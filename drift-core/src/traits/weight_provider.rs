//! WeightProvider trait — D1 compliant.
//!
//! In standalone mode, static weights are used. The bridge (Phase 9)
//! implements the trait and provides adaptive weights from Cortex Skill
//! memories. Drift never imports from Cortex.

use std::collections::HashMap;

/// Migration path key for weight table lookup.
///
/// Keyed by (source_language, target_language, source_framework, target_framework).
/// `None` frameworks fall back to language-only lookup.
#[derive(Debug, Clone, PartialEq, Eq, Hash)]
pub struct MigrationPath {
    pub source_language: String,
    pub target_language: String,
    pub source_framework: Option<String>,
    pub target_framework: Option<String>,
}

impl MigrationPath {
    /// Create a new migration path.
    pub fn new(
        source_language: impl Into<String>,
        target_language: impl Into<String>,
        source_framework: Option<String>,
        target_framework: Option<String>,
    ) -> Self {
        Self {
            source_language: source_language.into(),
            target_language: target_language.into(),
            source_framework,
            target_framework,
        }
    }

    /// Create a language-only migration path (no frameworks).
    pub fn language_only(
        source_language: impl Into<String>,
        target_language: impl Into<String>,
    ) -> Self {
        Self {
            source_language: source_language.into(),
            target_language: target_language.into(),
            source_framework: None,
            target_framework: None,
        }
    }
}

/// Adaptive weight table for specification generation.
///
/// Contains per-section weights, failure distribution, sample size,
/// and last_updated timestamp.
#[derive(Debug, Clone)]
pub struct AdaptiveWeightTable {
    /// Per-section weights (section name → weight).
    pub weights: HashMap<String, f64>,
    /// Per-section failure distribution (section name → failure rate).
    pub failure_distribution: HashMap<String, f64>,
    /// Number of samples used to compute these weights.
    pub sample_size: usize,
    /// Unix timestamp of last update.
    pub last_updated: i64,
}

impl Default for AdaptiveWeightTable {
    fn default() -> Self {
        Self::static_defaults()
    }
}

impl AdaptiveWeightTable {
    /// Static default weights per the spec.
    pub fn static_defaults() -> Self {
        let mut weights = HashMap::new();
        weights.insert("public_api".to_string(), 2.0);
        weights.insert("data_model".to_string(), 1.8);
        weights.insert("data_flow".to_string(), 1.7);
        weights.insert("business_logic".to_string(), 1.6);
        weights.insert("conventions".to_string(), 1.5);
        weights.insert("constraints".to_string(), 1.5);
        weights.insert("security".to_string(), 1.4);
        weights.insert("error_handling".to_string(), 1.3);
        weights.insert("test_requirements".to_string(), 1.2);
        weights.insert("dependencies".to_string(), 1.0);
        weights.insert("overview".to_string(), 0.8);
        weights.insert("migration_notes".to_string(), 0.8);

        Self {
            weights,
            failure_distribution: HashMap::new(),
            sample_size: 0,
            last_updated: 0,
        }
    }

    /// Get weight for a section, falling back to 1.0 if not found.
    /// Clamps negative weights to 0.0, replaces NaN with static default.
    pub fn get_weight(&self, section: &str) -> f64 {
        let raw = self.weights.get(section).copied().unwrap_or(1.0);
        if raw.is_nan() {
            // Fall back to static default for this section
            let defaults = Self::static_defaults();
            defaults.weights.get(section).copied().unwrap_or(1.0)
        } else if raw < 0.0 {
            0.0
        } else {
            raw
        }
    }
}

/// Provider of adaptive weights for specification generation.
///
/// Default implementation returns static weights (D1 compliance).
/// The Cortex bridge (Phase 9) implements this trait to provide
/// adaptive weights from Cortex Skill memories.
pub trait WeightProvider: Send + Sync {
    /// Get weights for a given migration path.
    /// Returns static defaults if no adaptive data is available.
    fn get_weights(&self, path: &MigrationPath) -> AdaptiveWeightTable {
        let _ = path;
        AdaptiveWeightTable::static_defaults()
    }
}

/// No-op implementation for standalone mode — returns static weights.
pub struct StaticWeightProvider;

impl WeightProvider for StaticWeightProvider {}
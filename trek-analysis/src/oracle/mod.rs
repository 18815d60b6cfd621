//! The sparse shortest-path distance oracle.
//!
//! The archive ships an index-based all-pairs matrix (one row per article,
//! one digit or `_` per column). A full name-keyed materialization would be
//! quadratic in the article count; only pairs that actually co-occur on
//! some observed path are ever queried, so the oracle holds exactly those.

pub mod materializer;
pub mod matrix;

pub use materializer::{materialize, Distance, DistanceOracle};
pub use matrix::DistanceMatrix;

────────────────────

*EXERCISE*: Give again, exactly, every line from the one holding "pub mod materializer;" to the last line of the data.

*TASK RESULT*:
pub mod materializer;
pub mod matrix;

pub use materializer::{materialize, Distance, DistanceOracle};
pub use matrix::DistanceMatrix;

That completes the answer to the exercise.